• _EXERCISE OBJECTIVE_: Could you write out the records below exactly, without omitting a line?

• _INPUT DATA_:

....................

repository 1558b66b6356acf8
pub mod connection;

pub use connection::{create_pool, run_migrations};
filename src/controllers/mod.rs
pub mod booking_controller;
pub mod user_controller;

....................

• _FINISHED EXERCISE_:
repository 1558b66b6356acf8
pub mod connection;

pub use connection::{create_pool, run_migrations};
filename src/controllers/mod.rs
pub mod booking_controller;
pub mod user_controller;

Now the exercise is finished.